4. De rechtbank komt tot de volgende beoordeling.
4.1
Een AOW-pensioen wordt geacht te zijn genoten op het moment waarop het pensioen is ontvangen, verrekend, ter beschikking gesteld of vorderbaar en tevens inbaar is geworden. [1] Omdat eiser de nabetaling over 2018 heeft ontvangen in 2019, betekent dit dat de nabetaling behoort tot eisers inkomen over 2019. Verweerder kon daarom geen loonheffingskorting toekennen over 2018, omdat in 2018 geen AOW-pensioen is uitbetaald aan eiser. Eiser heeft zich ter zitting nog op het standpunt gesteld dat hij te weinig loonheffingskorting over 2019 heeft ontvangen. Eiser heeft deze stelling echter niet onderbouwd. Uit het verslag van de hoorzitting dat zich in het dossier bevindt, blijkt dat eiser tijdens de hoorzitting heeft verklaard dat hij maar één keer loonheffingskorting kan krijgen over 2019 en dat hij die al heeft gehad. De rechtbank merkt ten overvloede op dat, ook in het geval eiser te weinig loonheffingskorting over 2019 zou hebben ontvangen, en dus te veel loonheffing heeft afgedragen, hij dit kan terugvragen bij de Belastingdienst. Dat eiser niets met de Belastingdienst te maken wil hebben, komt voor zijn eigen rekening.
4.2
Wat betreft de gronden die zien op de OBR, overweegt de rechtbank dat uit het dossier niet blijkt dat eiser een schriftelijke aanvraag voor de OBR heeft ingediend. Dit heeft eiser ter zitting bevestigd. Hij heeft enkel telefonisch contact gehad met verweerder. Daarom is niet voldaan aan het vereiste in artikel 4:1 van de Algemene wet bestuursrecht (Awb) dat een aanvraag tot het geven van een beschikking schriftelijk is ingediend bij het bestuursorgaan dat bevoegd is op de aanvraag te beslissen. De rechtbank kan eiser dan ook niet volgen in zijn standpunt dat verweerder bezwaar onmogelijk heeft gemaakt door geen schriftelijke afwijzing te geven. De rechtbank ziet in hetgeen eiser heeft aangevoerd geen aanleiding voor het oordeel dat verweerder in strijd met de beginselen van behoorlijk bestuur heeft gehandeld.
4.3
Gelet op het bovenstaande is de rechtbank van oordeel dat verweerder terecht en op goede gronden het bestreden besluit heeft genomen.
5. Het beroep is daarom ongegrond.
6. Voor een proceskostenveroordeling bestaat geen aanleiding.

Beslissing

De rechtbank verklaart het beroep ongegrond.
Deze uitspraak is gedaan door mr. J.B. Wijnholt, rechter, in aanwezigheid van mr. M. Klaus, griffier. De uitspraak is uitgesproken in het openbaar op 17 november 2021.
griffier
rechter

De griffier is niet in staat deze uitspraak mede te ondertekenen.

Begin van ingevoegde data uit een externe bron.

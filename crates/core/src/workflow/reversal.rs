//! Reversal service for negating posted entries.
//!
//! A reversal never edits the original entry. It builds a new entry whose
//! postings mirror the original with debit and credit swapped.

use rust_decimal::Decimal;

use crate::ledger::entry::{
    Direction, EntryDetails, Initiator, LedgerEntry, LedgerPosting, NewEntry, PostingInput,
};
use crate::workflow::error::WorkflowError;

/// Stateless service for creating reversing entries.
pub struct ReversalService;

impl ReversalService {
    /// Build the corrective entry for `original`.
    ///
    /// For each original posting:
    /// - Debits become credits
    /// - Credits become debits
    /// - Account and amount are preserved
    /// - Description is prefixed with "Reversal: "
    ///
    /// # Errors
    ///
    /// Returns `ReversalReasonRequired` for a blank reason and
    /// `NothingToReverse` if the original has no postings.
    pub fn reversing_entry(
        original: &LedgerEntry,
        initiator: Initiator,
        reason: &str,
    ) -> Result<NewEntry, WorkflowError> {
        if reason.trim().is_empty() {
            return Err(WorkflowError::ReversalReasonRequired);
        }
        if original.postings.is_empty() {
            return Err(WorkflowError::NothingToReverse);
        }

        let postings = original
            .postings
            .iter()
            .map(|posting| PostingInput {
                account_id: posting.account_id,
                direction: posting.direction.opposite(),
                amount: posting.amount,
                description: format!("Reversal: {}", posting.description),
            })
            .collect();

        Ok(NewEntry {
            details: EntryDetails::Reversal {
                original_entry_id: original.id,
                reason: reason.trim().to_string(),
            },
            initiator,
            currency: original.currency.clone(),
            memo: format!(
                "Reversal of entry {}. Reason: {}",
                original.reference,
                reason.trim()
            ),
            postings,
        })
    }

    /// Returns true if the postings' debits equal their credits.
    ///
    /// This should always hold for committed entries.
    #[must_use]
    pub fn is_balanced(postings: &[LedgerPosting]) -> bool {
        let (debits, credits) = postings.iter().fold(
            (Decimal::ZERO, Decimal::ZERO),
            |(debits, credits), p| match p.direction {
                Direction::Debit => (debits + p.amount, credits),
                Direction::Credit => (debits, credits + p.amount),
            },
        );
        debits == credits
    }
}

#[cfg(test)]
mod tests {
    use super::*;
    use crate::workflow::types::EntryStatus;
    use chrono::Utc;
    use rust_decimal_macros::dec;
    use snel_shared::types::{AccountId, CurrencyCode, EntryId, PostingId, UserId};

    fn posted_transfer(from: AccountId, to: AccountId) -> LedgerEntry {
        let id = EntryId::new();
        let posting = |account_id, direction, description: &str| LedgerPosting {
            id: PostingId::new(),
            entry_id: id,
            account_id,
            direction,
            amount: dec!(40.00),
            description: description.to_string(),
        };
        LedgerEntry {
            id,
            reference: "A1B2C3D4E5F6".to_string(),
            details: EntryDetails::Transfer,
            currency: CurrencyCode::parse("GHS").unwrap(),
            created_by: UserId::new(),
            initiated_as: crate::ledger::entry::InitiatorRole::Customer,
            created_at: Utc::now(),
            status: EntryStatus::Posted,
            approved_by: None,
            approved_at: None,
            memo: "rent".to_string(),
            postings: vec![
                posting(from, Direction::Debit, "to landlord"),
                posting(to, Direction::Credit, "from tenant"),
            ],
        }
    }

    #[test]
    fn test_reversing_entry_swaps_directions() {
        let from = AccountId::new();
        let to = AccountId::new();
        let original = posted_transfer(from, to);
        let admin = Initiator::admin(UserId::new());

        let reversal = ReversalService::reversing_entry(&original, admin, "duplicate").unwrap();

        assert_eq!(reversal.postings.len(), 2);
        assert_eq!(reversal.postings[0].account_id, from);
        assert_eq!(reversal.postings[0].direction, Direction::Credit);
        assert_eq!(reversal.postings[1].account_id, to);
        assert_eq!(reversal.postings[1].direction, Direction::Debit);
        assert_eq!(reversal.postings[0].description, "Reversal: to landlord");
        assert_eq!(reversal.initiator, admin);
        assert_eq!(
            reversal.memo,
            "Reversal of entry A1B2C3D4E5F6. Reason: duplicate"
        );
        assert_eq!(
            reversal.details,
            EntryDetails::Reversal {
                original_entry_id: original.id,
                reason: "duplicate".to_string(),
            }
        );
    }

    #[test]
    fn test_reversing_entry_requires_reason() {
        let original = posted_transfer(AccountId::new(), AccountId::new());
        let result = ReversalService::reversing_entry(&original, Initiator::admin(UserId::new()), " ");
        assert_eq!(result, Err(WorkflowError::ReversalReasonRequired));
    }

    #[test]
    fn test_is_balanced() {
        let original = posted_transfer(AccountId::new(), AccountId::new());
        assert!(ReversalService::is_balanced(&original.postings));
        assert!(!ReversalService::is_balanced(&original.postings[..1]));
    }
}
//! `SeaORM` Entity for accounts table.

use sea_orm::entity::prelude::*;
use serde::{Deserialize, Serialize};

use super::sea_orm_active_enums::{AccountStatus, AccountType, OwnerKind};

#[derive(Clone, Debug, PartialEq, DeriveEntityModel, Eq, Serialize, Deserialize)]
#[sea_orm(table_name = "accounts")]
pub struct Model {
    #[sea_orm(primary_key, auto_increment = false)]
    pub id: Uuid,
    #[sea_orm(unique)]
    pub account_number: String,
    pub owner_kind: OwnerKind,
    pub customer_id: Option<Uuid>,
    pub account_type: AccountType,
    pub currency: String,
    pub status: AccountStatus,
    pub created_at: DateTimeUtc,
}

#[derive(Copy, Clone, Debug, EnumIter, DeriveRelation)]
pub enum Relation {
    #[sea_orm(has_many = "super::ledger_postings::Entity")]
    LedgerPostings,
}

impl Related<super::ledger_postings::Entity> for Entity {
    fn to() -> RelationDef {
        Relation::LedgerPostings.def()
    }
}

impl ActiveModelBehavior for ActiveModel {}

Een afschrift van deze uitspraak is verzonden aan partijen op:

Bent u het niet eens met deze uitspraak?

Als u het niet eens bent met deze uitspraak, kunt u een brief sturen naar de Centrale Raad van Beroep waarin u uitlegt waarom u het er niet mee eens bent. Dit heet een beroepschrift. U moet dit beroepschrift indienen binnen 6 weken na de dag waarop deze uitspraak is verzonden. U ziet deze datum hierboven.

Voetnoten

1.Op grond van de artikelen 3.100, eerste lid en onder a; 3.101, eerste lid en onder a en 3.146, eerste lid, van de Wet inkomstenbelasting 2001.